Of note, research has also demonstrated sex-specific transcriptional programs related to both chromosomal determinants and ongoing hormonal programming [124]. Analysis of the methylation patterns and transcriptome of immune cell subsets identifies differences between men and women, supporting a potential role for epigenetic regulation in sex differences in immune responses [125]. Given the potential use of epigenetic modifiers in latency reversal, sex-specific patterns of epigenetic regulation should be explored.

The combined effects of sex hormones, microbiome, and chromosomal complement contribute to distinct immune profiles. Preliminary work suggests that the relationship between residual virus activity and T cell activation and exhaustion phenotypes may be different between men and women, with men showing more activation and exhaustion and more correlations with measures of viral reservoir (Scully et al., Abstract 281,CROI 2017).

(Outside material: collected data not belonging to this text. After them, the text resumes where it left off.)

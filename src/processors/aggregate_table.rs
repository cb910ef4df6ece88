use crate::error::{ProcessingError, Result};
use crate::models::{ByteSpan, ScaledTemperature, StationStats};
use crate::utils::constants::{FNV_PRIME, FNV_SEED};

/// FNV-1a over raw name bytes.
#[inline]
pub fn fnv1a(bytes: &[u8]) -> u64 {
    let mut hash = FNV_SEED;
    for &byte in bytes {
        hash ^= u64::from(byte);
        hash = hash.wrapping_mul(FNV_PRIME);
    }
    hash
}

#[derive(Debug, Clone, Copy)]
pub struct Slot {
    pub key: ByteSpan,
    pub hash: u64,
    pub stats: StationStats,
}

/// Fixed-capacity open-addressed table of station statistics.
///
/// Keys are spans into `buffer`. Lookups scan linearly from
/// `hash % capacity` and compare the referenced bytes, so distinct names
/// never share a slot. The capacity never changes; running out of slots is
/// reported as [`ProcessingError::TableFull`].
#[derive(Debug)]
pub struct AggregateTable<'a> {
    buffer: &'a [u8],
    slots: Vec<Option<Slot>>,
    len: usize,
}

impl<'a> AggregateTable<'a> {
    pub fn new(buffer: &'a [u8], capacity: usize) -> Self {
        Self {
            buffer,
            slots: vec![None; capacity.max(1)],
            len: 0,
        }
    }

    pub fn buffer(&self) -> &'a [u8] {
        self.buffer
    }

    pub fn capacity(&self) -> usize {
        self.slots.len()
    }

    pub fn len(&self) -> usize {
        self.len
    }

    pub fn is_empty(&self) -> bool {
        self.len == 0
    }

    pub fn load_factor(&self) -> f64 {
        self.len as f64 / self.capacity() as f64
    }

    /// Record one observation for the station named by `name`.
    #[inline]
    pub fn lookup_or_insert(&mut self, name: ByteSpan, temperature: ScaledTemperature) -> Result<()> {
        let buffer = self.buffer;
        let hash = fnv1a(name.resolve(buffer));
        let index = self.find_slot(hash, |slot| slot.key.bytes_eq(buffer, &name, buffer))?;

        match &mut self.slots[index] {
            Some(slot) => slot.stats.record(temperature),
            empty => {
                *empty = Some(Slot {
                    key: name,
                    hash,
                    stats: StationStats::new(temperature),
                });
                self.len += 1;
            }
        }

        Ok(())
    }

    /// Fold a slot taken from another table over the same buffer.
    pub fn merge_slot(&mut self, incoming: &Slot) -> Result<()> {
        let buffer = self.buffer;
        let index = self.find_slot(incoming.hash, |slot| {
            slot.key.bytes_eq(buffer, &incoming.key, buffer)
        })?;

        match &mut self.slots[index] {
            Some(slot) => slot.stats.merge(&incoming.stats),
            empty => {
                *empty = Some(*incoming);
                self.len += 1;
            }
        }

        Ok(())
    }

    pub fn get(&self, name: &[u8]) -> Option<&StationStats> {
        let buffer = self.buffer;
        let index = self
            .find_slot(fnv1a(name), |slot| slot.key.resolve(buffer) == name)
            .ok()?;
        self.slots[index].as_ref().map(|slot| &slot.stats)
    }

    /// Occupied slots in slot order.
    pub fn slots(&self) -> impl Iterator<Item = &Slot> + '_ {
        self.slots.iter().flatten()
    }

    /// Station names and statistics in slot order.
    pub fn entries(&self) -> impl Iterator<Item = (&'a [u8], &StationStats)> + '_ {
        let buffer = self.buffer;
        self.slots()
            .map(move |slot| (slot.key.resolve(buffer), &slot.stats))
    }

    pub fn total_count(&self) -> u64 {
        self.slots().map(|slot| slot.stats.count).sum()
    }

    /// Index of the slot whose key `matches`, or of the empty slot where it belongs.
    fn find_slot(&self, hash: u64, matches: impl Fn(&Slot) -> bool) -> Result<usize> {
        let capacity = self.slots.len();
        let mut index = (hash % capacity as u64) as usize;

        for _ in 0..capacity {
            match &self.slots[index] {
                None => return Ok(index),
                Some(slot) if slot.hash == hash && matches(slot) => {
                    return Ok(index)
                }
                Some(_) => {
                    index += 1;
                    if index == capacity {
                        index = 0;
                    }
                }
            }
        }

        Err(ProcessingError::TableFull { capacity })
    }
}
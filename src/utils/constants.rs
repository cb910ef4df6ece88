/// Record layout
pub const FIELD_SEPARATOR: u8 = b';';
pub const LINE_TERMINATOR: u8 = b'\n';
pub const DECIMAL_POINT: u8 = b'.';
pub const MINUS_SIGN: u8 = b'-';

/// Longest retained temperature token: sign plus digits, decimal point excluded
pub const MAX_TOKEN_LEN: usize = 8;

/// FNV-1a (64-bit) parameters
pub const FNV_PRIME: u64 = 1_099_511_628_211;
pub const FNV_SEED: u64 = 0;

/// Processing defaults
pub const DEFAULT_TABLE_CAPACITY: usize = 16_384;
pub const DEFAULT_OUTPUT_BUFFER_SIZE: usize = 8192 * 16; // 128KB

/// Environment variable prefix for configuration overrides
pub const ENV_PREFIX: &str = "STATION_STATS";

Previous work has also demonstrated sex differences, partially mediated by estrogen, in antibody features including subclass, levels of hypermutation, and Fc glycan modifications [23, 24]. Sex-stratified comparisons of the humoral responses to vaccines may provide insight into the critical features of a successful response.

Also notable is the role of sex hormones in lipid metabolism that is in turn linked to innate cellular activation and risk of non-AIDS morbidity and mortality in HIV infection [126, 127]. Of note, recent data suggests that there may be sex-specific responses to lipid-lowering therapy, with women showing qualitatively greater reductions in sCD163 after treatment with pitavastatin [128]. In studies of soluble markers of inflammation, sex differences in baseline levels and in the changes after ART initiation have been reported; neopterin (marker of cellular activation associated with HIV-related neurocognitive disease) was higher in women with impaired cognition, a finding not observed in men alone, and TNF-RII was similarly elevated in cognitively impaired women but not in men [129]. In a heterogenous cohort of men and women from multiple global sites, women were reported to have lower baseline levels of CRP, lipopolysaccharide, and soluble CD14 (sCD14) but less decrease in CRP and sCD14 and more increase in TNFα after ART [71]. In contrast, in a more homogenous cohort comparison, women had lower CRP than men did at baseline but again showed limited change after initiation of ART [70]. In total, the data are far from definitive and the multiple determinants of inflammatory outcomes including coinfections, microbiome differences, sex hormones, and immune setpoints will need to be carefully parsed to guide interventions. What is clear is that sex is a modifier of immune responses and may also dictate which biomarkers are predictive of risk for a particular population.